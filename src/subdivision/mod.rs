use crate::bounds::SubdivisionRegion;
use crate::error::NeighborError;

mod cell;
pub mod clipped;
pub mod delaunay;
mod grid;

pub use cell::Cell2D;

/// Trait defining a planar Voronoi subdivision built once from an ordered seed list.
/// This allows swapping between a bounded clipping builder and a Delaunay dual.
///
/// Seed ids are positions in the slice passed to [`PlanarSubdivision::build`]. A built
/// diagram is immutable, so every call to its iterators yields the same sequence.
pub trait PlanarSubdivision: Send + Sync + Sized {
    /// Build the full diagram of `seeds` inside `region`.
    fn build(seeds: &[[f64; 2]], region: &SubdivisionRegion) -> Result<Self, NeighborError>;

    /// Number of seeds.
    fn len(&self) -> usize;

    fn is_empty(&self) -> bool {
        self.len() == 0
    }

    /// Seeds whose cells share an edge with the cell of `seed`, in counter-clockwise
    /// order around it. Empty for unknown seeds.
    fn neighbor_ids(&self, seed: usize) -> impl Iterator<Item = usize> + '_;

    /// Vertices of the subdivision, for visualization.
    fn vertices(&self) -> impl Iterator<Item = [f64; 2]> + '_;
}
====================
Show every line of the material above in which "crate" is present.

use crate::bounds::SubdivisionRegion;
use crate::error::NeighborError;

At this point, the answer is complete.